2005-6-17
Good Camera, Good Printer, Good Software & Bad Software.
I am totally digging the Digital Rebel XT. It is a hell of a lot of fun. As previously mentioned, Derrick's Digital Photography Pocket Guide has been tremendously helpful in getting me over the first-time-SLR-confusion hump.
I also picked up a Canon Pixma iP6000D printer. The print quality is beautiful and the consumables are reasonably priced (though still quite the "first hit is free" business model). It will be interesting to see how the ink holds up over time. Epson's ink seems to be the most stable. Lexmark's ink was pathetic; images would fade to yellow in only a month or so.
Canon's print drivers for Mac OS X are surprisingly good, it seems. It gives the user quite a bit of control over print quality, media type, and other parameters. As well, iPhoto has proven to be totally rock solid at handling and printing the images from the camera. There are any number of features I would love to see in iPhoto, but that it "just works" and, via Frasier Spear's FlickrExport, integrates seamlessly with Flickr makes up for the handful of rough edges. Also, being able to order prints and have them sent directly to family members makes for a wonderful source of personal gifts.
Now, as far as the rest of the software that came with the Camera, it pretty much defines The Suck. Seriously. Worst user experience ever. All of the applications have totally weird-ass one off user interfaces that do not follow any standard guidelines. Worse, in all cases they are specifically optimized around an unworkable approach to a workflow.
Example: When you launch "Easy-PhotoPrint", it displays an iTunes like interface only with the top level volumes on your computer where the playlists would be. If you want to print a photo, you are expected to start at that level and navigate down to wherever the bloody hell your photos are -- deep in iPhoto's world, in my case -- by toggling the stupid little disclosure triangles. And, no, this flaming piece of UI does not accept drag and drop.
Given that atrocity, I have no idea what "Easy-PhotoPrint" even does. I couldn't get past the atrocity of the initial UI to find out.
The "Digital Photo Professional" software is equally as painful to use. I did tolerate the pain long enough to process some images, given that it appears to be the only software provided with the camera that can process RAW images. A totally broken app, though. If you crop an image, there is no way to actually see the frickin' crop in the work area. You effectively end up stacking up a series of "effects" that are then applied when you "export" the image. This makes it really difficult to tell exactly what is going to be exported.
Canon also provides something called "PhotoStitch" that allows one to stitch together a series of photos into a larger shot, including a QTVR "movie". It works, but is also amazingly painful. For example, if it decides that you have images that are out of order or overlap too much, the software happily pops up a dialog box informing you that there are too many pictures or it wraps too far or it is being dense. The dialog is totally ambiguous and, far worse, the stupid software doesn't actually indicate which pictures or pictures are in err. Instead, it tells you to "remove pictures that are unnecessary". I'm sorry, I have 60 bloody pictures in the damned panorama and I could really use a damned pointer or two. Especially since the software already figured out what was wrong. Sheesh. Dumbasses.

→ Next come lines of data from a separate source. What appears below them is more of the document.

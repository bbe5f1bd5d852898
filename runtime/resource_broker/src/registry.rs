//! Resource Registry - refcounted, id-indexed store of live objects
//!
//! Each resource manager owns exactly one registry. Nodes are created with a
//! reference count of one, gain a reference every time the handle is shared
//! and are freed exactly when the count drops back to zero, after the
//! registry's `on_delete` hook has seen them.
//!
//! Ids run from 1 to the configured maximum; 0 is the null object id and is
//! never handed out. Fresh ids come from a rotating counter that wraps back to
//! 1, skipping ids that are still live.

use std::collections::HashMap;
use std::ops::{Deref, DerefMut};

use crate::badge::Badge;
use crate::{ObjectId, ResourceError, Result, NULL_OBJECT};

/// Hook run on a node's payload right before the node is freed
pub type DeleteHook<T> = Box<dyn FnMut(ObjectId, &mut T)>;

/// One live object
#[derive(Debug)]
pub struct RegistryNode<T> {
    id: ObjectId,
    refcount: u32,
    payload: T,
}

impl<T> RegistryNode<T> {
    pub fn id(&self) -> ObjectId {
        self.id
    }

    pub fn refcount(&self) -> u32 {
        self.refcount
    }

    pub fn payload(&self) -> &T {
        &self.payload
    }

    pub fn payload_mut(&mut self) -> &mut T {
        &mut self.payload
    }
}

/// Outcome of dropping one reference
#[derive(Debug, PartialEq, Eq)]
pub enum Release<T> {
    /// The node is still referenced
    Retained(u32),
    /// The count reached zero; the node is gone and this is its payload
    Freed(T),
}

/// Generic refcounted registry
pub struct Registry<T> {
    nodes: HashMap<ObjectId, RegistryNode<T>>,
    /// Next candidate for `next_free_id`
    next_id: ObjectId,
    max_id: ObjectId,
    on_delete: Option<DeleteHook<T>>,
}

impl<T> Registry<T> {
    /// Create an empty registry handing out ids in `1..=max_id`
    ///
    /// A `max_id` of zero is raised to one.
    pub fn new(max_id: ObjectId) -> Self {
        Self {
            nodes: HashMap::new(),
            next_id: 1,
            max_id: max_id.max(1),
            on_delete: None,
        }
    }

    /// Install the destructor hook
    pub fn with_on_delete(mut self, hook: impl FnMut(ObjectId, &mut T) + 'static) -> Self {
        self.on_delete = Some(Box::new(hook));
        self
    }

    pub fn max_id(&self) -> ObjectId {
        self.max_id
    }

    /// Insert a node whose id is already chosen
    ///
    /// # Errors
    /// - `Protocol` if the id is the null id or above the maximum
    /// - `DuplicateId` if the id is live
    pub fn insert(&mut self, id: ObjectId, payload: T) -> Result<&mut RegistryNode<T>> {
        if id == NULL_OBJECT || id > self.max_id {
            return Err(ResourceError::Protocol(format!(
                "object id {} outside 1..={}",
                id, self.max_id
            )));
        }
        if self.nodes.contains_key(&id) {
            return Err(ResourceError::DuplicateId(id));
        }

        Ok(self.nodes.entry(id).or_insert(RegistryNode {
            id,
            refcount: 1,
            payload,
        }))
    }

    /// Find the next free id, advancing the rotating counter past it
    ///
    /// # Errors
    /// Returns `RegistryExhausted` when every id is live
    pub fn next_free_id(&mut self) -> Result<ObjectId> {
        for _ in 0..self.max_id {
            let candidate = self.next_id;
            self.next_id = if candidate >= self.max_id { 1 } else { candidate + 1 };

            if !self.nodes.contains_key(&candidate) {
                return Ok(candidate);
            }
        }

        Err(ResourceError::RegistryExhausted { max: self.max_id })
    }

    /// Insert a node under a freshly chosen id
    pub fn insert_new_id(&mut self, payload: T) -> Result<ObjectId> {
        let id = self.next_free_id()?;
        self.insert(id, payload)?;
        Ok(id)
    }

    pub fn get_by_id(&self, id: ObjectId) -> Option<&RegistryNode<T>> {
        self.nodes.get(&id)
    }

    pub fn get_by_id_mut(&mut self, id: ObjectId) -> Option<&mut RegistryNode<T>> {
        self.nodes.get_mut(&id)
    }

    /// Resolve the object a badge names
    pub fn get_by_badge(&self, badge: Badge) -> Option<&RegistryNode<T>> {
        self.get_by_id(badge.object_id())
    }

    pub fn contains(&self, id: ObjectId) -> bool {
        self.nodes.contains_key(&id)
    }

    /// Take one more reference, returning the new count
    pub fn inc(&mut self, id: ObjectId) -> Result<u32> {
        let node = self.nodes.get_mut(&id).ok_or(ResourceError::UnknownId(id))?;
        node.refcount += 1;
        Ok(node.refcount)
    }

    /// Drop one reference; at zero the hook runs and the node is freed
    pub fn dec(&mut self, id: ObjectId) -> Result<Release<T>> {
        let node = self.nodes.get_mut(&id).ok_or(ResourceError::UnknownId(id))?;
        node.refcount -= 1;
        if node.refcount > 0 {
            return Ok(Release::Retained(node.refcount));
        }

        Ok(Release::Freed(self.remove(id)?))
    }

    /// Remove a node regardless of its refcount
    pub fn delete(&mut self, id: ObjectId) -> Result<T> {
        self.remove(id)
    }

    fn remove(&mut self, id: ObjectId) -> Result<T> {
        let mut node = self.nodes.remove(&id).ok_or(ResourceError::UnknownId(id))?;
        if let Some(hook) = self.on_delete.as_mut() {
            hook(id, &mut node.payload);
        }
        Ok(node.payload)
    }

    /// Hold a reference for the lifetime of the returned guard
    pub fn pin(&mut self, id: ObjectId) -> Result<Pinned<'_, T>> {
        self.inc(id)?;
        Ok(Pinned { registry: self, id })
    }

    pub fn len(&self) -> usize {
        self.nodes.len()
    }

    pub fn is_empty(&self) -> bool {
        self.nodes.is_empty()
    }

    /// Live ids in ascending order
    pub fn ids(&self) -> Vec<ObjectId> {
        let mut ids: Vec<ObjectId> = self.nodes.keys().copied().collect();
        ids.sort_unstable();
        ids
    }

    /// Live nodes in ascending id order
    pub fn iter(&self) -> impl Iterator<Item = &RegistryNode<T>> + '_ {
        let mut nodes: Vec<&RegistryNode<T>> = self.nodes.values().collect();
        nodes.sort_unstable_by_key(|node| node.id);
        nodes.into_iter()
    }
}

/// Scoped reference on a registry node
///
/// Creating the guard takes a reference; dropping it releases that reference
/// again, freeing the node if the guard turned out to be the last holder.
pub struct Pinned<'a, T> {
    registry: &'a mut Registry<T>,
    id: ObjectId,
}

impl<T> Pinned<'_, T> {
    pub fn id(&self) -> ObjectId {
        self.id
    }

    pub fn refcount(&self) -> u32 {
        self.registry.nodes[&self.id].refcount
    }
}

impl<T> Deref for Pinned<'_, T> {
    type Target = T;

    fn deref(&self) -> &T {
        &self.registry.nodes[&self.id].payload
    }
}

impl<T> DerefMut for Pinned<'_, T> {
    fn deref_mut(&mut self) -> &mut T {
        let id = self.id;
        match self.registry.nodes.get_mut(&id) {
            Some(node) => &mut node.payload,
            None => unreachable!("pinned node {} vanished", id),
        }
    }
}

impl<T> Drop for Pinned<'_, T> {
    fn drop(&mut self) {
        if let Err(e) = self.registry.dec(self.id) {
            log::error!("releasing pinned object {}: {}", self.id, e);
        }
    }
}

#[cfg(test)]
mod tests {
    use super::*;
    use proptest::prelude::*;
    use std::cell::RefCell;
    use std::collections::BTreeMap;
    use std::rc::Rc;

    fn tracked(max_id: ObjectId) -> (Registry<&'static str>, Rc<RefCell<Vec<ObjectId>>>) {
        let deleted = Rc::new(RefCell::new(Vec::new()));
        let sink = Rc::clone(&deleted);
        let registry = Registry::new(max_id).with_on_delete(move |id, _| sink.borrow_mut().push(id));
        (registry, deleted)
    }

    #[test]
    fn test_insert_rejects_duplicates_and_null() {
        let mut registry = Registry::new(8);
        registry.insert(3, "a").unwrap();
        assert_eq!(registry.insert(3, "b").unwrap_err(), ResourceError::DuplicateId(3));
        assert!(matches!(registry.insert(0, "c"), Err(ResourceError::Protocol(_))));
        assert!(matches!(registry.insert(9, "d"), Err(ResourceError::Protocol(_))));
        assert_eq!(*registry.get_by_id(3).unwrap().payload(), "a");
    }

    #[test]
    fn test_dec_frees_at_zero() {
        let (mut registry, deleted) = tracked(8);
        let id = registry.insert_new_id("obj").unwrap();
        assert_eq!(registry.inc(id).unwrap(), 2);

        assert_eq!(registry.dec(id).unwrap(), Release::Retained(1));
        assert!(deleted.borrow().is_empty());

        assert_eq!(registry.dec(id).unwrap(), Release::Freed("obj"));
        assert_eq!(*deleted.borrow(), vec![id]);
        assert!(registry.get_by_id(id).is_none());
        assert!(registry.dec(id).is_err());
    }

    #[test]
    fn test_delete_ignores_refcount() {
        let (mut registry, deleted) = tracked(8);
        let id = registry.insert_new_id("obj").unwrap();
        registry.inc(id).unwrap();
        registry.inc(id).unwrap();

        assert_eq!(registry.delete(id).unwrap(), "obj");
        assert_eq!(*deleted.borrow(), vec![id]);
        assert!(registry.is_empty());
    }

    #[test]
    fn test_counter_wraps_and_skips_live_ids() {
        let mut registry = Registry::new(3);
        assert_eq!(registry.insert_new_id("a").unwrap(), 1);
        assert_eq!(registry.insert_new_id("b").unwrap(), 2);
        assert_eq!(registry.insert_new_id("c").unwrap(), 3);
        assert_eq!(
            registry.insert_new_id("d").unwrap_err(),
            ResourceError::RegistryExhausted { max: 3 }
        );

        registry.delete(2).unwrap();
        // counter wrapped to 1, which is live, so 2 is next
        assert_eq!(registry.insert_new_id("e").unwrap(), 2);
    }

    #[test]
    fn test_pinned_releases_on_drop() {
        let (mut registry, deleted) = tracked(4);
        let id = registry.insert_new_id("obj").unwrap();
        {
            let pinned = registry.pin(id).unwrap();
            assert_eq!(pinned.refcount(), 2);
            assert_eq!(*pinned, "obj");
        }
        assert_eq!(registry.get_by_id(id).unwrap().refcount(), 1);
        assert!(deleted.borrow().is_empty());
    }

    #[test]
    fn test_pinned_frees_when_last() {
        let (mut registry, deleted) = tracked(4);
        let id = registry.insert_new_id("obj").unwrap();
        {
            let _pinned = registry.pin(id).unwrap();
        }
        registry.dec(id).unwrap();
        assert_eq!(*deleted.borrow(), vec![id]);
    }

    #[test]
    fn test_get_by_badge() {
        use crate::badge::Perms;
        use crate::types::ResourceType;

        let mut registry = Registry::new(16);
        registry.insert(5, "five").unwrap();
        let badge = Badge::encode(ResourceType::CPU, Perms::READ, 1, 2, 5).unwrap();
        assert_eq!(*registry.get_by_badge(badge).unwrap().payload(), "five");
    }

    #[test]
    fn test_iteration_is_ordered() {
        let mut registry = Registry::new(64);
        for id in [40, 3, 17, 9] {
            registry.insert(id, id).unwrap();
        }
        assert_eq!(registry.ids(), vec![3, 9, 17, 40]);
        let payloads: Vec<u32> = registry.iter().map(|node| *node.payload()).collect();
        assert_eq!(payloads, vec![3, 9, 17, 40]);
    }

    #[derive(Debug, Clone)]
    enum Step {
        Alloc,
        Inc(usize),
        Dec(usize),
    }

    fn step() -> impl Strategy<Value = Step> {
        prop_oneof![
            Just(Step::Alloc),
            any::<usize>().prop_map(Step::Inc),
            any::<usize>().prop_map(Step::Dec),
        ]
    }

    proptest! {
        #[test]
        fn live_nodes_match_positive_refcounts(steps in proptest::collection::vec(step(), 1..200)) {
            let (mut registry, deleted) = tracked(16);
            let mut model: BTreeMap<ObjectId, u32> = BTreeMap::new();

            for step in steps {
                match step {
                    Step::Alloc => {
                        if let Ok(id) = registry.insert_new_id("x") {
                            prop_assert!(!model.contains_key(&id));
                            model.insert(id, 1);
                        } else {
                            prop_assert_eq!(model.len(), 16);
                        }
                    }
                    Step::Inc(pick) | Step::Dec(pick) if model.is_empty() => {
                        let _ = pick;
                    }
                    Step::Inc(pick) => {
                        let id = *model.keys().nth(pick % model.len()).unwrap();
                        registry.inc(id).unwrap();
                        *model.get_mut(&id).unwrap() += 1;
                    }
                    Step::Dec(pick) => {
                        let id = *model.keys().nth(pick % model.len()).unwrap();
                        let before = deleted.borrow().iter().filter(|d| **d == id).count();
                        registry.dec(id).unwrap();
                        let count = model.get_mut(&id).unwrap();
                        *count -= 1;
                        let after = deleted.borrow().iter().filter(|d| **d == id).count();
                        if *count == 0 {
                            model.remove(&id);
                            prop_assert_eq!(after, before + 1);
                        } else {
                            prop_assert_eq!(after, before);
                        }
                    }
                }

                prop_assert_eq!(registry.ids(), model.keys().copied().collect::<Vec<_>>());
                for (id, count) in &model {
                    prop_assert_eq!(registry.get_by_id(*id).unwrap().refcount(), *count);
                }
            }
        }
    }
}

"PhotoStitch" will also happily tell you that it looked at every photo and decided some photos have a different focal length than others and, therefore, it isn't going to bother trying to stitch anything together. Of course, the stupid POS software doesn't actually allow you to see the focal length anywhere. Again, the helpful "remove pictures that are unnecessary" message.
About the only thing going for it is that the stitching algorithm is actually pretty good and the software doesn't crash. More than can be said for the software I had previously used.
So. Canon camera good. Apple good. Canon printer good. Canon image software pathetically awful, but -- at least -- it works if you manage to keep from spewing on your keyboard in disgust at the UI/UE.